» WHAT TO DO: Collect each line of the entries that holds the string "defaults".

» DATA EXTRACTS:
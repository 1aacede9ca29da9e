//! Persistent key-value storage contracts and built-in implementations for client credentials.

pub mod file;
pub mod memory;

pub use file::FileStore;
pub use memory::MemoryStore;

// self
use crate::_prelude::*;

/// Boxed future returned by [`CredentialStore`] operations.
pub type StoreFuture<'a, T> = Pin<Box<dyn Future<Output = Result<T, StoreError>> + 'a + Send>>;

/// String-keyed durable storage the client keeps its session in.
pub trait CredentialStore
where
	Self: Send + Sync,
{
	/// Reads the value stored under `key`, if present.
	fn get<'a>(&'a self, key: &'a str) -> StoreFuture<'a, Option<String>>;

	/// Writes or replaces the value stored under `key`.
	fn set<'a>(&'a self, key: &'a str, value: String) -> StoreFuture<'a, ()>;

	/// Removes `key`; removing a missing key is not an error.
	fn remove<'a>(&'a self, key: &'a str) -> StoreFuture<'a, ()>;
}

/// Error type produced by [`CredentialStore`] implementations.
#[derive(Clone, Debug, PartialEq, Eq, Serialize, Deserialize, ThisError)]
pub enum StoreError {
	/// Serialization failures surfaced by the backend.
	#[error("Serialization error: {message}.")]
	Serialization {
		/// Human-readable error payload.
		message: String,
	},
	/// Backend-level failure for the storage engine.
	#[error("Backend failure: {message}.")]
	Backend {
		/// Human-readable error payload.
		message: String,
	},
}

---

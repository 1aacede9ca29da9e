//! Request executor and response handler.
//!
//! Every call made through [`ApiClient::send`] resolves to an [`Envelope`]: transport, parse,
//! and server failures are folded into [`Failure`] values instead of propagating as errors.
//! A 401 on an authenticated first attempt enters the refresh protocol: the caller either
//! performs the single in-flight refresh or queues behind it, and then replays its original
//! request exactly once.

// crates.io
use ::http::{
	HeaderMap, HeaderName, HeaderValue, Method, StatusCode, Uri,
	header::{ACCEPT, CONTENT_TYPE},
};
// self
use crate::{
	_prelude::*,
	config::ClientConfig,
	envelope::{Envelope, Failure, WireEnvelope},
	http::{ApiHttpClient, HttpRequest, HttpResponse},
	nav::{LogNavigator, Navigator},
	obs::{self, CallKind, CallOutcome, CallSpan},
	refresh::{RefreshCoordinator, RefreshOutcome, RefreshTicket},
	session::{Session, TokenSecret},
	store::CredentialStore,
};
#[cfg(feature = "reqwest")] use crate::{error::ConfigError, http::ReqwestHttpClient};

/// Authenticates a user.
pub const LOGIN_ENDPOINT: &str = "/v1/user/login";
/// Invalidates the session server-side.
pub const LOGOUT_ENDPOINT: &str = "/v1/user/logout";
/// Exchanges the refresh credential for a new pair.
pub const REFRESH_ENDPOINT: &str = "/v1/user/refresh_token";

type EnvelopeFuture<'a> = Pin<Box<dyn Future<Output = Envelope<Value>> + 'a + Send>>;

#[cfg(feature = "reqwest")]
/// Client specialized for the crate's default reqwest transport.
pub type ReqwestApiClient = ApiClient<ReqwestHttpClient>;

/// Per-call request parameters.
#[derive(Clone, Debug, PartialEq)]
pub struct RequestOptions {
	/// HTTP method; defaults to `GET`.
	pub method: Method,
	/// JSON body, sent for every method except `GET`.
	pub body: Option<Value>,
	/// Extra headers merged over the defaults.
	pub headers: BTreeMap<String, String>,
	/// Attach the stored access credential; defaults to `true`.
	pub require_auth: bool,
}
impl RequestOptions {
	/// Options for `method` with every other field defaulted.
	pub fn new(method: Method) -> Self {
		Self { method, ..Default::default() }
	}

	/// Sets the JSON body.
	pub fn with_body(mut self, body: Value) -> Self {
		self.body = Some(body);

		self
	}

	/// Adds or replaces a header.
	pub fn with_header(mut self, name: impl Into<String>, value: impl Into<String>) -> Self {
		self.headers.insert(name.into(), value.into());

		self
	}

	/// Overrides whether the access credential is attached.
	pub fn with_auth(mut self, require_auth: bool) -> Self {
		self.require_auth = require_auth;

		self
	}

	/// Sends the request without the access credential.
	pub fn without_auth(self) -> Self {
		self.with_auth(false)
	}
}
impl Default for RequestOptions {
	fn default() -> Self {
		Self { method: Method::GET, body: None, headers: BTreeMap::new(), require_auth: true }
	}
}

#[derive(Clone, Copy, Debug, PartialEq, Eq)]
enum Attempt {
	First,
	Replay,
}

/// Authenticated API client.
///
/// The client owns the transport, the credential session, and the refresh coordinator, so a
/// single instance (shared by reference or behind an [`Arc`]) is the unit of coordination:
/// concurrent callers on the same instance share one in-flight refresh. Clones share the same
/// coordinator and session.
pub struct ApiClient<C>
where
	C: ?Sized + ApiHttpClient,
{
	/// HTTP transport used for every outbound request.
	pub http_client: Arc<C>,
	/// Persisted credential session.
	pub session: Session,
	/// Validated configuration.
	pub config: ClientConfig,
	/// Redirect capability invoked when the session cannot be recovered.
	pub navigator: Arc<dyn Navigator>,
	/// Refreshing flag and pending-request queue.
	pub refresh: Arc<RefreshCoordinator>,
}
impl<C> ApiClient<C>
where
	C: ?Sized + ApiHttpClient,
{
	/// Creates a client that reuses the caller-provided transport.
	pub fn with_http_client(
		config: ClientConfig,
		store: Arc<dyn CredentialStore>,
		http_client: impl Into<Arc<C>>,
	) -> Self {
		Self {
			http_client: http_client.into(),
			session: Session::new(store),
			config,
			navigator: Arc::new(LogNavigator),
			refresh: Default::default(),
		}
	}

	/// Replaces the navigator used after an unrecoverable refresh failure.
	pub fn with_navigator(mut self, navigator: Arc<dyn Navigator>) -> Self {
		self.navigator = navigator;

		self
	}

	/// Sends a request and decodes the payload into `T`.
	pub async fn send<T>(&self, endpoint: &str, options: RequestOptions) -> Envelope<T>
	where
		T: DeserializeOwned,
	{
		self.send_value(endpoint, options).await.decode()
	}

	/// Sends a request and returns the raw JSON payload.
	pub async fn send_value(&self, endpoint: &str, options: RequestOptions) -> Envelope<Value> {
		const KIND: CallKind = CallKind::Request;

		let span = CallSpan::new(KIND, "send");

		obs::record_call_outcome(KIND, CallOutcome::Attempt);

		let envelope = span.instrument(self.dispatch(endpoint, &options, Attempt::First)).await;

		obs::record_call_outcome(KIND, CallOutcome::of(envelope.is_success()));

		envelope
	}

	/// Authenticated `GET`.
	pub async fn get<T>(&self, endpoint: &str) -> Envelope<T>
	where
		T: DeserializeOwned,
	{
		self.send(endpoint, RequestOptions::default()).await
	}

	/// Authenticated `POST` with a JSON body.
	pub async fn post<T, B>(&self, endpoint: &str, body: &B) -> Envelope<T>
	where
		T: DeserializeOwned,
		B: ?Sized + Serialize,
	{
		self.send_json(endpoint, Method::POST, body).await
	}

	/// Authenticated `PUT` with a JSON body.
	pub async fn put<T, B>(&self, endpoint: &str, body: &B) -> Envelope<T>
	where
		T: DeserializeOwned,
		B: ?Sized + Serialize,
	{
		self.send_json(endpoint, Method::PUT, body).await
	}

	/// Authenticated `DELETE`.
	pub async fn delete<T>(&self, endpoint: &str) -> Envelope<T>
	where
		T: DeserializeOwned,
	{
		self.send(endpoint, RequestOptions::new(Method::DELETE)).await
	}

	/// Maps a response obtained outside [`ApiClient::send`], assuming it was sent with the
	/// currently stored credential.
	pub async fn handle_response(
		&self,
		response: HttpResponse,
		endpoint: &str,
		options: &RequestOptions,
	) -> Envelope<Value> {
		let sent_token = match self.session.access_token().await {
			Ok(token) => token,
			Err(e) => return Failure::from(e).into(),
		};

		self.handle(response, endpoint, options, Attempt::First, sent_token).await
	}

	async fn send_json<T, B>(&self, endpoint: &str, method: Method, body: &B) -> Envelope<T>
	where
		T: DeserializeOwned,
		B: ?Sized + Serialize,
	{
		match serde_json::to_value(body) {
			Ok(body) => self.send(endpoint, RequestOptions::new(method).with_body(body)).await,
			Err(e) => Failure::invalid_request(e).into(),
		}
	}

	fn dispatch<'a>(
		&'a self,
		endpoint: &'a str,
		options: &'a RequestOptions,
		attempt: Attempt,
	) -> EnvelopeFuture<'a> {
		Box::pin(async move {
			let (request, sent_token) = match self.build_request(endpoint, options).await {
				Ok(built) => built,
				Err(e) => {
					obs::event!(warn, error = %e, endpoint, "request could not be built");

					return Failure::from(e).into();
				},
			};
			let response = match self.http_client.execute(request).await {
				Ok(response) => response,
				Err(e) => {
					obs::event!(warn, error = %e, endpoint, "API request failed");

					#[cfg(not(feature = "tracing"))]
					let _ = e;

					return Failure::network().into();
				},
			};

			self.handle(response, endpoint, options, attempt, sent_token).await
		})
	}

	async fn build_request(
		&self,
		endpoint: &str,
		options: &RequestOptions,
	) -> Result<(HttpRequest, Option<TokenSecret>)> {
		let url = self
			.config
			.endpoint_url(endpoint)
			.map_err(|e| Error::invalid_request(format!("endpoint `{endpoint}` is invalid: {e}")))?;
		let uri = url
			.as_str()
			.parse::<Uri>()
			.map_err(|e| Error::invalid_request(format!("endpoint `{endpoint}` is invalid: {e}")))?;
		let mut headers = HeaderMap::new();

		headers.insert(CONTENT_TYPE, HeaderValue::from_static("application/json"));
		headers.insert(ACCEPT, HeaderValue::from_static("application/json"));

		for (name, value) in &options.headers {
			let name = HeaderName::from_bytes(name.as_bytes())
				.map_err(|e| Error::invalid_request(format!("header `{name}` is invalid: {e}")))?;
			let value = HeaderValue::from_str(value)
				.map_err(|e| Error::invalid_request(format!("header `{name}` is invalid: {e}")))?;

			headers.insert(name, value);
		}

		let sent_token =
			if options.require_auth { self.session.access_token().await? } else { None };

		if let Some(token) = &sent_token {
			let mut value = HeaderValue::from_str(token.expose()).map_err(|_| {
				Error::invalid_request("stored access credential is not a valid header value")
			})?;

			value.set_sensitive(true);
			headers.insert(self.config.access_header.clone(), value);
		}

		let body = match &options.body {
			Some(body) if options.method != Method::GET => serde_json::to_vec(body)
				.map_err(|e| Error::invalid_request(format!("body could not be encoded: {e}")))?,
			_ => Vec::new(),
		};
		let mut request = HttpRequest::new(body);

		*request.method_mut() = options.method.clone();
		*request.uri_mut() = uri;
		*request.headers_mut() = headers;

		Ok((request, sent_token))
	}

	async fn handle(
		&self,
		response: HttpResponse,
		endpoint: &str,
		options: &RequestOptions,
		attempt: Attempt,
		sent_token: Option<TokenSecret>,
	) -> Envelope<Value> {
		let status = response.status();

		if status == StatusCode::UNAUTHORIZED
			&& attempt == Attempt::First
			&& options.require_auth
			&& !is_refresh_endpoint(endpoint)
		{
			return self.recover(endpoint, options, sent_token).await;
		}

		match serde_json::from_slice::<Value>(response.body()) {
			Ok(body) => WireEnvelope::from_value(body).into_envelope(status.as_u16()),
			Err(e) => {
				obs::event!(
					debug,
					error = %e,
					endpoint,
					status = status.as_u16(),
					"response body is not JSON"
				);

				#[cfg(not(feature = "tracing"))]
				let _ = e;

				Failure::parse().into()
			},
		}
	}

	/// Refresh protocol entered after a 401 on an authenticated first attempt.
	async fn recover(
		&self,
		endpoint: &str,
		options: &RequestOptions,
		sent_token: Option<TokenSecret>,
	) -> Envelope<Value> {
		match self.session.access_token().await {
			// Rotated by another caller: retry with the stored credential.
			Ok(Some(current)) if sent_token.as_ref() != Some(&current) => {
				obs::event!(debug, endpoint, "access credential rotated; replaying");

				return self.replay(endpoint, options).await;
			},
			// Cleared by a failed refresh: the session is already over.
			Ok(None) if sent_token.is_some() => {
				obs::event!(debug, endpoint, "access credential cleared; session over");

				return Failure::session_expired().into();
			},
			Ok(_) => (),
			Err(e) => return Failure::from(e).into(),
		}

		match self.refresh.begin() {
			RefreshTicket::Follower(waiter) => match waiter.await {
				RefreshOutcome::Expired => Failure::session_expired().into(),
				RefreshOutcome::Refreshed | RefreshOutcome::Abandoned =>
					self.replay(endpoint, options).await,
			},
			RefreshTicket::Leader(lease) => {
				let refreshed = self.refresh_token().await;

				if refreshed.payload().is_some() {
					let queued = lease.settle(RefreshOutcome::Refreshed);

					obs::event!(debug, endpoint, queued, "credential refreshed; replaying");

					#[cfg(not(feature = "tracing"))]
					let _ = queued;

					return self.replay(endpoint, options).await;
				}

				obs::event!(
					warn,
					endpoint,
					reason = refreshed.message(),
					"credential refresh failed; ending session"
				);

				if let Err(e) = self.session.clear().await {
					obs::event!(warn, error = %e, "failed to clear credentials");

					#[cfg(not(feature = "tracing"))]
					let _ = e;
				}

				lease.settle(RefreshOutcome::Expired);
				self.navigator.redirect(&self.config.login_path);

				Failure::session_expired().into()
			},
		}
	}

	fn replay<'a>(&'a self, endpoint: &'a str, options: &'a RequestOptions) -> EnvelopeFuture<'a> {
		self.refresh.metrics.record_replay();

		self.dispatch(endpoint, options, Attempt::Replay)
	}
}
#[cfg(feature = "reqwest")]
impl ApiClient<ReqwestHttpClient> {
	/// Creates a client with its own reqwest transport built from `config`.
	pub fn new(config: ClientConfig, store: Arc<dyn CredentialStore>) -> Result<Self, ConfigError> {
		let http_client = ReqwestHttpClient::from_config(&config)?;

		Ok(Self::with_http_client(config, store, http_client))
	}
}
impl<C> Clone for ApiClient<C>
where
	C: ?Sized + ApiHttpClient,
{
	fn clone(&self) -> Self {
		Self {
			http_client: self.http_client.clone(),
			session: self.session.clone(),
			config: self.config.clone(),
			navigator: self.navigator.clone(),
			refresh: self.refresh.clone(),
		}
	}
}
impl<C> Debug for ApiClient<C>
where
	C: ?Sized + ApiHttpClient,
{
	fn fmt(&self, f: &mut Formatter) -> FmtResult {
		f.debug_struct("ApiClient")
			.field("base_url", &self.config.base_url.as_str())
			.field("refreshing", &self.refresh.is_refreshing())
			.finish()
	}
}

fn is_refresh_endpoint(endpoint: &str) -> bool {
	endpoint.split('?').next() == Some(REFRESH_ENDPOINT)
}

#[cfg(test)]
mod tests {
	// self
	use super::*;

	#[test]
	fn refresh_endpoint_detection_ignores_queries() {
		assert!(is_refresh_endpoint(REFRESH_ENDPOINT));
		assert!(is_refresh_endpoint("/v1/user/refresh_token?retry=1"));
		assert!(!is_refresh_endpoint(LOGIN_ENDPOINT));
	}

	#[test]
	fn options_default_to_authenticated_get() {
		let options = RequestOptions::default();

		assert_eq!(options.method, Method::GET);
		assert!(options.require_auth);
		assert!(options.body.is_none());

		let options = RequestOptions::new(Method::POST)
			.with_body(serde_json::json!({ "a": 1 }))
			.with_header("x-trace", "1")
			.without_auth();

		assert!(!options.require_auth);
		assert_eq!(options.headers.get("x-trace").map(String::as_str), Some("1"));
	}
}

» RESULT BELOW:
	/// HTTP method; defaults to `GET`.
	/// Extra headers merged over the defaults.
	/// Attach the stored access credential; defaults to `true`.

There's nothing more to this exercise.